→ **Data extracts**
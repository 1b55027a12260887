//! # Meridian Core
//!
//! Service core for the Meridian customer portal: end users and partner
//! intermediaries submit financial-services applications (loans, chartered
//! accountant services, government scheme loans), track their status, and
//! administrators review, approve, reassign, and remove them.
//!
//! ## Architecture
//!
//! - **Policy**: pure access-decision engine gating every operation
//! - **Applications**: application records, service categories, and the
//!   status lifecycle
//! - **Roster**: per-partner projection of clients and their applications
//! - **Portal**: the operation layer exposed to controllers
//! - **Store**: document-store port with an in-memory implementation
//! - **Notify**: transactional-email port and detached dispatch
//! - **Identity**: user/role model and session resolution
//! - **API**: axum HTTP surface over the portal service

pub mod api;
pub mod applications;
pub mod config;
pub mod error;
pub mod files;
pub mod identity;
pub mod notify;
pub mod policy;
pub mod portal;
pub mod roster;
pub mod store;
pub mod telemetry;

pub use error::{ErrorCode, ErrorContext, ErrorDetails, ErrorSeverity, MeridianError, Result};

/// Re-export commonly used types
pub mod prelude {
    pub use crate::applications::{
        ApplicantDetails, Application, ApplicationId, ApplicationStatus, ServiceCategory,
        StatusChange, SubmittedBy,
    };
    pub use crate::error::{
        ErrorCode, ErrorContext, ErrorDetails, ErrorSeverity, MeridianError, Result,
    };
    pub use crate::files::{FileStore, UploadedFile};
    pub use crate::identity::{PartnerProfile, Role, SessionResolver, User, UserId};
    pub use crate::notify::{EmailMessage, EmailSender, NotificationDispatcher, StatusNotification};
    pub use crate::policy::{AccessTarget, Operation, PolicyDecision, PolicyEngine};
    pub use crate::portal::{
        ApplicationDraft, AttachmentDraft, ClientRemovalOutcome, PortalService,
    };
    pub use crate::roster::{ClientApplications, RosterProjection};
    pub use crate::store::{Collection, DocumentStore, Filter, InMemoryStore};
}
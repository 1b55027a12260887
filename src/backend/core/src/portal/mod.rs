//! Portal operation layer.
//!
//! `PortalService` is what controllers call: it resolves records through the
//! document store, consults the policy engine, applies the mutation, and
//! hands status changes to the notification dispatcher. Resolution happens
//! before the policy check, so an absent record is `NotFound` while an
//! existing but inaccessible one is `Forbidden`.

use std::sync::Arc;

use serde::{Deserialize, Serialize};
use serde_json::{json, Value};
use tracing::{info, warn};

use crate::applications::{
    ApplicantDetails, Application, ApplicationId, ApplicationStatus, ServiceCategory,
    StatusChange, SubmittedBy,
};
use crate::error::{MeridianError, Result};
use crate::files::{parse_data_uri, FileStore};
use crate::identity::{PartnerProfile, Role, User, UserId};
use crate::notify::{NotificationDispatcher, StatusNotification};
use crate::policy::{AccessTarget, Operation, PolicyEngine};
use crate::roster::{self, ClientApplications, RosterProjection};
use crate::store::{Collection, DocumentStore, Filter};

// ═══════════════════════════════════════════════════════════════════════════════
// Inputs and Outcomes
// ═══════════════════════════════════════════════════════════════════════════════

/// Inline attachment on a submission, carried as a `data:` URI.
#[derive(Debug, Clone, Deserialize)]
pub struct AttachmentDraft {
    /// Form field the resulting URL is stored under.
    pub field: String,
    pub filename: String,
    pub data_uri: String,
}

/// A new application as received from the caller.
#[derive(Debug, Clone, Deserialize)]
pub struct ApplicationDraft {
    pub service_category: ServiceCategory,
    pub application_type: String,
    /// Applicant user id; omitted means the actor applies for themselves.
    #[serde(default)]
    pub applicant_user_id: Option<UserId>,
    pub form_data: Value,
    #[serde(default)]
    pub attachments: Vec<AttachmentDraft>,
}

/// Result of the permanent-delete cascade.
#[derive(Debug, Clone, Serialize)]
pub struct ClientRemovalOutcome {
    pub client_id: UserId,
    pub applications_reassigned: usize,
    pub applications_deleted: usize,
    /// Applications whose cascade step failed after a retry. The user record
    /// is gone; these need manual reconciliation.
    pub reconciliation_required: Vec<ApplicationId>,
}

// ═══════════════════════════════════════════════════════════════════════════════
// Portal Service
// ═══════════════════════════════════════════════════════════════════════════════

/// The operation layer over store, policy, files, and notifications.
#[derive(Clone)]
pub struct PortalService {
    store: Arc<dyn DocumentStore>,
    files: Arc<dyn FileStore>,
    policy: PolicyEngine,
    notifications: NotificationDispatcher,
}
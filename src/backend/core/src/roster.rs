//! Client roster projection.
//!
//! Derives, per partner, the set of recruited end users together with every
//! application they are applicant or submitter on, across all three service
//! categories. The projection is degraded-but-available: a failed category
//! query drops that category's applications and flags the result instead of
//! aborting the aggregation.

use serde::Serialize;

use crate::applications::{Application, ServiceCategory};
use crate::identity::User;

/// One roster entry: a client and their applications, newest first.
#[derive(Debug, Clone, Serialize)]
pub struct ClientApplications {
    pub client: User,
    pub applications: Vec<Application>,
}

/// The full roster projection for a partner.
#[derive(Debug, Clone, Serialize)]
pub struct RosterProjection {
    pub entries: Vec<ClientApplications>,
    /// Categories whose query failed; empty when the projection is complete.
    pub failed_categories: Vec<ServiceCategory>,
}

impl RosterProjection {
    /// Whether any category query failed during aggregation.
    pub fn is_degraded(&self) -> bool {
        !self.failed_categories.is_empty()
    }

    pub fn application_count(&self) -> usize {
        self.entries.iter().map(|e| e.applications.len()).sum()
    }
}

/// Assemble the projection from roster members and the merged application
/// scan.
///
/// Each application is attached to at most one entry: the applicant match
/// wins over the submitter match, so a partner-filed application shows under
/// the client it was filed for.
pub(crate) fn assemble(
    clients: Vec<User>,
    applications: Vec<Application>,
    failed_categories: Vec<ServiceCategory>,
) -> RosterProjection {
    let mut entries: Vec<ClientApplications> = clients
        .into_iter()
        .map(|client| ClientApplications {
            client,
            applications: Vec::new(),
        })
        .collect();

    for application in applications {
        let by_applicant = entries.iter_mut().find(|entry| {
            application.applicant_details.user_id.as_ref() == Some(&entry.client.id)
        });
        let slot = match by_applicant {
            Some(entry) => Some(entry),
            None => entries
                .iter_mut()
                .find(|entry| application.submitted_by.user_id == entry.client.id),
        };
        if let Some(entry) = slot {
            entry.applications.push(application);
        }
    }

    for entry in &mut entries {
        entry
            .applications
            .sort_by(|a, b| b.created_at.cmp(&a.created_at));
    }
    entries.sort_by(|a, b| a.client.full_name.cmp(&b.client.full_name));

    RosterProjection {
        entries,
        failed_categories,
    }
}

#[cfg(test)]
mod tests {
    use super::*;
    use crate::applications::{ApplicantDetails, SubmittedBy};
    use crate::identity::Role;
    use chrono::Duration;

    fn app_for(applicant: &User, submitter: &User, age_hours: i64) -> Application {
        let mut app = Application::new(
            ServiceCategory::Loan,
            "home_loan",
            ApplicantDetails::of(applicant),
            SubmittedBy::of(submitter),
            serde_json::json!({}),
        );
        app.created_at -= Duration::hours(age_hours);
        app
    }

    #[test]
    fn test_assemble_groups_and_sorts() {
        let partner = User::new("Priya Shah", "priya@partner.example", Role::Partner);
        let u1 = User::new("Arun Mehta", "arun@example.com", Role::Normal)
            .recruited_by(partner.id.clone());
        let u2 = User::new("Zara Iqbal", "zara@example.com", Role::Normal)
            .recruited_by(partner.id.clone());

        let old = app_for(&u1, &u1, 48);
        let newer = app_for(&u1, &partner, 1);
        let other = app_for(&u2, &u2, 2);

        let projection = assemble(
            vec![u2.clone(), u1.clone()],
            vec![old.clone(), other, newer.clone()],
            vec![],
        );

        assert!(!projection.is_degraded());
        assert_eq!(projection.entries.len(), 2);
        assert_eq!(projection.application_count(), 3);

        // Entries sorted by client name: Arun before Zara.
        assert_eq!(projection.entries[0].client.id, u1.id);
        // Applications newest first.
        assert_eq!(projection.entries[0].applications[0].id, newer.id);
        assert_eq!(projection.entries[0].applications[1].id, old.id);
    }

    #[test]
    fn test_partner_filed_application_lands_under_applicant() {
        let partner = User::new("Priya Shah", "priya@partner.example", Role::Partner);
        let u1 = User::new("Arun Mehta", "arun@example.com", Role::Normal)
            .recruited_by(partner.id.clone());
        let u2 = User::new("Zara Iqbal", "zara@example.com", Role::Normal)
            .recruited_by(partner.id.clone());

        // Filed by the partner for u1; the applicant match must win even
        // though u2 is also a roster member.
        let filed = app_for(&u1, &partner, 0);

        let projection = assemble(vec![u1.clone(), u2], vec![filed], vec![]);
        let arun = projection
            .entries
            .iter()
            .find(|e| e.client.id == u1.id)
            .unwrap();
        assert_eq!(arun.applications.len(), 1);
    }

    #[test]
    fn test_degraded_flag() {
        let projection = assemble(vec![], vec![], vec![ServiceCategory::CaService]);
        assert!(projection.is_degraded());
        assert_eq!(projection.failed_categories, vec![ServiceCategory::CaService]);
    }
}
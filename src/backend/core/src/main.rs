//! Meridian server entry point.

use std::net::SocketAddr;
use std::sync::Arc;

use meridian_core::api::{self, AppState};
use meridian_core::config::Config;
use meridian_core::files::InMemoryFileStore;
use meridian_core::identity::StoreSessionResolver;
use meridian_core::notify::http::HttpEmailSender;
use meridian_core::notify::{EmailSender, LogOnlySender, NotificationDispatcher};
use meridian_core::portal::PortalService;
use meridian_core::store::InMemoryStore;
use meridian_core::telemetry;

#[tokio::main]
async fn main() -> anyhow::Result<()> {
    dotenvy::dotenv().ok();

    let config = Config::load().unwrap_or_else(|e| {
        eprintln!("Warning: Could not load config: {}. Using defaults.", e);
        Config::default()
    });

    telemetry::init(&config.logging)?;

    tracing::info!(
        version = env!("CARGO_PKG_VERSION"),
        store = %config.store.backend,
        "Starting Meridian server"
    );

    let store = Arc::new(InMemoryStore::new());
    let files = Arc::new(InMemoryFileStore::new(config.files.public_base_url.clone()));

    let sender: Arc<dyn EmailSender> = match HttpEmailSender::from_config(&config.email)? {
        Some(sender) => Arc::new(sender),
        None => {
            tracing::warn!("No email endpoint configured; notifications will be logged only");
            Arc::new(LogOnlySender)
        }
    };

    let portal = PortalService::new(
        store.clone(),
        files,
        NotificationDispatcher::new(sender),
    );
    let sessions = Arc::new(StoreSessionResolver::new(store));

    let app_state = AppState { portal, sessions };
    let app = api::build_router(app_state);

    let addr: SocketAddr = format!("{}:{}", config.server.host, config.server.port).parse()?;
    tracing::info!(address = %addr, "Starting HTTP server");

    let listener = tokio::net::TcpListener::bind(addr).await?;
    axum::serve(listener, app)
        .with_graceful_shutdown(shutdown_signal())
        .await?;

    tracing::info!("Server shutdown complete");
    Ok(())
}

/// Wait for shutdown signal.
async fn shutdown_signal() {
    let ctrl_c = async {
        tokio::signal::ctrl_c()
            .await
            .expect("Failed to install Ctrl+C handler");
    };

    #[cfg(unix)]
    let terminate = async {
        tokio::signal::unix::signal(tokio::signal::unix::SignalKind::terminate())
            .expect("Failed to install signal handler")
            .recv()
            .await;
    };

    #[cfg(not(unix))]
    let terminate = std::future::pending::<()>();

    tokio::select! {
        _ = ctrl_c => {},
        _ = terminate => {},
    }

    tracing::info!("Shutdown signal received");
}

→ **What you are asked to do**
Once you have located every line with the word "SubmittedBy" in the material above, list those lines.

→ **Finished exercise**
        StatusChange, SubmittedBy,
    StatusChange, SubmittedBy,
    use crate::applications::{ApplicantDetails, SubmittedBy};
            SubmittedBy::of(submitter),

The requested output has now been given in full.